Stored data
//! Conda Environment Management
//!
//! Creates isolated environments by prefix and activates them for the rest
//! of the pipeline job.
//!
//! # Activation
//!
//! `conda activate` is a shell hook: its effects die with the shell that
//! ran it, while later pipeline steps run as separate processes. Activation
//! is therefore reproduced by publishing PATH entries and the variables in
//! [`ACTIVATION_VARIABLES`] through the agent.
//!
//! Only `CONDA_DEFAULT_ENV` and `CONDA_PREFIX` are reproduced; they have been
//! stable across conda releases. The hook sets other variables too, and a
//! conda release that starts depending on a new one will not be noticed
//! here. Adding a key changes what later steps see and must be done
//! deliberately, together with the pinned test below.

use std::io::ErrorKind;
use std::path::{Path, PathBuf};

use log::{debug, error, info};

use super::locator::CONDA_EXECUTABLE;
use super::path::prepend_to_path;
use crate::agent::Agent;
use crate::error::{Result, SetupError};
use crate::platform::Platform;
use crate::process::{CommandLine, ProcessRunner};

/// Name of the active environment.
pub const CONDA_DEFAULT_ENV: &str = "CONDA_DEFAULT_ENV";

/// Prefix of the active environment.
pub const CONDA_PREFIX: &str = "CONDA_PREFIX";

/// Every variable activation publishes, in publish order.
pub const ACTIVATION_VARIABLES: [&str; 2] = [CONDA_DEFAULT_ENV, CONDA_PREFIX];

/// Environments directory name under an installation root.
pub const ENVS_DIR_NAME: &str = "envs";

/// Name of the root environment of an installation.
pub const BASE_ENVIRONMENT: &str = "base";

/// `<root>/envs`
pub fn environments_dir(root: &Path) -> PathBuf {
    root.join(ENVS_DIR_NAME)
}

/// Prefix of the environment `name` inside `envs_dir`.
pub fn environment_prefix(envs_dir: &Path, name: &str) -> PathBuf {
    envs_dir.join(name)
}

/// Key/value pairs published on activation.
pub fn activation_variables(name: &str, prefix: &Path) -> [(&'static str, String); 2] {
    [
        (CONDA_DEFAULT_ENV, name.to_string()),
        (CONDA_PREFIX, prefix.display().to_string()),
    ]
}

/// Whether an environment prefix exists as a directory.
pub fn environment_exists(prefix: &Path) -> bool {
    prefix.is_dir()
}

/// Deletes an environment prefix. A missing prefix is not an error.
pub async fn remove_environment(prefix: &Path) -> Result<()> {
    match tokio::fs::remove_dir_all(prefix).await {
        Ok(()) => {
            info!("Removed environment {}", prefix.display());
            Ok(())
        }
        Err(e) if e.kind() == ErrorKind::NotFound => {
            debug!("Environment {} does not exist", prefix.display());
            Ok(())
        }
        Err(e) => Err(e.into()),
    }
}

/// Creates and activates conda environments.
///
/// `conda` must already be resolvable on PATH.
pub struct EnvironmentManager<'a> {
    agent: &'a dyn Agent,
    runner: &'a dyn ProcessRunner,
}

impl<'a> EnvironmentManager<'a> {
    pub fn new(agent: &'a dyn Agent, runner: &'a dyn ProcessRunner) -> Self {
        Self { agent, runner }
    }

    /// Creates an environment at `prefix`.
    ///
    /// # Arguments
    ///
    /// * `prefix` - Directory of the new environment
    /// * `package_specs` - Space-separated specs, e.g. `"numpy=1.2 scipy"`
    /// * `other_options` - Extra `conda create` flags, passed through as-is
    pub async fn create_environment(
        &self,
        prefix: &Path,
        package_specs: Option<&str>,
        other_options: Option<&str>,
    ) -> Result<()> {
        let mut command = CommandLine::new(CONDA_EXECUTABLE)
            .arg("create")
            .arg("--quiet")
            .arg("--prefix")
            .arg(prefix.display().to_string())
            .arg("--mkdir")
            .arg("--yes");

        if let Some(specs) = package_specs {
            command = command.line(specs);
        }
        if let Some(options) = other_options {
            command = command.line(options);
        }

        info!("Creating environment {}", prefix.display());
        self.runner.run(&command).await.map_err(|e| {
            error!("Failed to create environment '{}': {}", prefix.display(), e);
            SetupError::Creation {
                prefix: prefix.to_path_buf(),
                message: e.to_string(),
            }
        })
    }

    /// Installs packages into the `base` environment.
    pub async fn install_packages(
        &self,
        package_specs: &str,
        install_options: Option<&str>,
    ) -> Result<()> {
        let mut command = CommandLine::new(CONDA_EXECUTABLE)
            .arg("install")
            .arg("--quiet")
            .arg("--name")
            .arg(BASE_ENVIRONMENT)
            .arg("--yes")
            .line(package_specs);

        if let Some(options) = install_options {
            command = command.line(options);
        }

        info!("Installing packages into base: {}", package_specs);
        self.runner
            .run(&command)
            .await
            .map_err(|e| SetupError::PackageInstall(e.to_string()))
    }

    /// Activates `envs_dir/name` for this and all later steps.
    pub fn activate(&self, envs_dir: &Path, name: &str, platform: Platform) {
        let prefix = environment_prefix(envs_dir, name);
        prepend_to_path(self.agent, &prefix, platform);
        self.publish_activation(name, &prefix);
    }

    /// Marks the installation's own `base` environment as active.
    ///
    /// PATH is expected to already point at `root`.
    pub fn activate_base(&self, root: &Path) {
        self.publish_activation(BASE_ENVIRONMENT, root);
    }

    fn publish_activation(&self, name: &str, prefix: &Path) {
        for (key, value) in activation_variables(name, prefix) {
            self.agent.set_variable(key, &value);
        }
        info!("Activated environment '{}' at {}", name, prefix.display());
    }
}

#[cfg(test)]
mod tests {
    use super::*;
    use crate::testing::{FakeAgent, FakeRunner};
    use tempfile::tempdir;

    #[test]
    fn test_activation_variable_contract() {
        // Later pipeline steps read exactly these keys.
        assert_eq!(ACTIVATION_VARIABLES, ["CONDA_DEFAULT_ENV", "CONDA_PREFIX"]);

        let vars = activation_variables("foo", Path::new("/envs/foo"));
        assert_eq!(
            vars,
            [
                ("CONDA_DEFAULT_ENV", "foo".to_string()),
                ("CONDA_PREFIX", "/envs/foo".to_string()),
            ]
        );
    }

    #[test]
    fn test_environment_prefix() {
        assert_eq!(
            environment_prefix(&environments_dir(Path::new("/opt/conda")), "foo"),
            PathBuf::from("/opt/conda/envs/foo")
        );
    }

    #[tokio::test]
    async fn test_create_environment_argument_order() {
        let agent = FakeAgent::new("/tmp", "/tools");
        let runner = FakeRunner::new();
        let manager = EnvironmentManager::new(&agent, &runner);

        manager
            .create_environment(
                Path::new("/tmp/envs/foo"),
                Some("numpy=1.2 scipy"),
                Some("--override-channels"),
            )
            .await
            .unwrap();

        let commands = runner.commands();
        assert_eq!(commands.len(), 1);
        assert_eq!(commands[0].program(), Path::new("conda"));
        assert_eq!(
            commands[0].args(),
            [
                "create",
                "--quiet",
                "--prefix",
                "/tmp/envs/foo",
                "--mkdir",
                "--yes",
                "numpy=1.2",
                "scipy",
                "--override-channels",
            ]
        );
        assert!(agent.calls().is_empty());
    }

    #[tokio::test]
    async fn test_create_environment_without_extras() {
        let agent = FakeAgent::new("/tmp", "/tools");
        let runner = FakeRunner::new();
        let manager = EnvironmentManager::new(&agent, &runner);

        manager
            .create_environment(Path::new("/envs/bare"), None, None)
            .await
            .unwrap();

        assert_eq!(
            runner.commands()[0].to_string(),
            "conda create --quiet --prefix /envs/bare --mkdir --yes"
        );
    }

    #[tokio::test]
    async fn test_create_environment_failure_names_prefix() {
        let agent = FakeAgent::new("/tmp", "/tools");
        let runner = FakeRunner::failing_on("create");
        let manager = EnvironmentManager::new(&agent, &runner);

        let err = manager
            .create_environment(Path::new("/tmp/envs/foo"), Some("numpy"), None)
            .await
            .unwrap_err();

        assert!(matches!(err, SetupError::Creation { .. }));
        let text = err.to_string();
        assert!(text.contains("/tmp/envs/foo"));
        assert!(text.contains("simulated failure"));
    }

    #[tokio::test]
    async fn test_install_packages_into_base() {
        let agent = FakeAgent::new("/tmp", "/tools");
        let runner = FakeRunner::new();
        let manager = EnvironmentManager::new(&agent, &runner);

        manager
            .install_packages("pytest=7", Some("--channel conda-forge"))
            .await
            .unwrap();

        assert_eq!(
            runner.commands()[0].args(),
            [
                "install",
                "--quiet",
                "--name",
                "base",
                "--yes",
                "pytest=7",
                "--channel",
                "conda-forge",
            ]
        );
    }

    #[tokio::test]
    async fn test_install_packages_failure() {
        let agent = FakeAgent::new("/tmp", "/tools");
        let runner = FakeRunner::failing_on("install");
        let manager = EnvironmentManager::new(&agent, &runner);

        let err = manager.install_packages("pytest", None).await.unwrap_err();
        assert!(matches!(err, SetupError::PackageInstall(_)));
    }

    #[test]
    fn test_activate_windows() {
        let agent = FakeAgent::new("/tmp", "/tools");
        let runner = FakeRunner::new();
        let manager = EnvironmentManager::new(&agent, &runner);
        let envs_dir = Path::new("C:/Miniconda/envs");

        manager.activate(envs_dir, "foo", Platform::Windows);

        let prefix = envs_dir.join("foo");
        assert_eq!(agent.prepended(), vec![prefix.clone(), prefix.join("Scripts")]);
        assert_eq!(
            agent.published(),
            vec![
                ("CONDA_DEFAULT_ENV".to_string(), "foo".to_string()),
                ("CONDA_PREFIX".to_string(), prefix.display().to_string()),
            ]
        );
    }

    #[test]
    fn test_activate_linux_path_before_variables() {
        let agent = FakeAgent::new("/tmp", "/tools");
        let runner = FakeRunner::new();
        let manager = EnvironmentManager::new(&agent, &runner);

        manager.activate(Path::new("/opt/conda/envs"), "py311", Platform::Linux);

        assert_eq!(
            agent.prepended(),
            vec![PathBuf::from("/opt/conda/envs/py311/bin")]
        );
        assert_eq!(
            agent.calls(),
            vec![
                "prepend_path",
                "set_variable:CONDA_DEFAULT_ENV",
                "set_variable:CONDA_PREFIX",
            ]
        );
    }

    #[test]
    fn test_activate_base_publishes_root() {
        let agent = FakeAgent::new("/tmp", "/tools");
        let runner = FakeRunner::new();
        let manager = EnvironmentManager::new(&agent, &runner);

        manager.activate_base(Path::new("/opt/conda"));

        assert!(agent.prepended().is_empty());
        assert_eq!(
            agent.published(),
            vec![
                ("CONDA_DEFAULT_ENV".to_string(), "base".to_string()),
                ("CONDA_PREFIX".to_string(), "/opt/conda".to_string()),
            ]
        );
    }

    #[tokio::test]
    async fn test_remove_environment() {
        let temp = tempdir().unwrap();
        let prefix = temp.path().join("envs").join("old");
        std::fs::create_dir_all(prefix.join("bin")).unwrap();
        assert!(environment_exists(&prefix));

        remove_environment(&prefix).await.unwrap();
        assert!(!environment_exists(&prefix));

        // Removing again is fine.
        remove_environment(&prefix).await.unwrap();
    }

    #[test]
    fn test_environment_exists_rejects_file() {
        let temp = tempdir().unwrap();
        let file = temp.path().join("not-an-env");
        std::fs::write(&file, b"x").unwrap();
        assert!(!environment_exists(&file));
    }
}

* _WHAT IS BEING ASKED_: What is needed is each line from the records with the word "calls" in it.

* _ANSWER BOX_:
        assert!(agent.calls().is_empty());
            agent.calls(),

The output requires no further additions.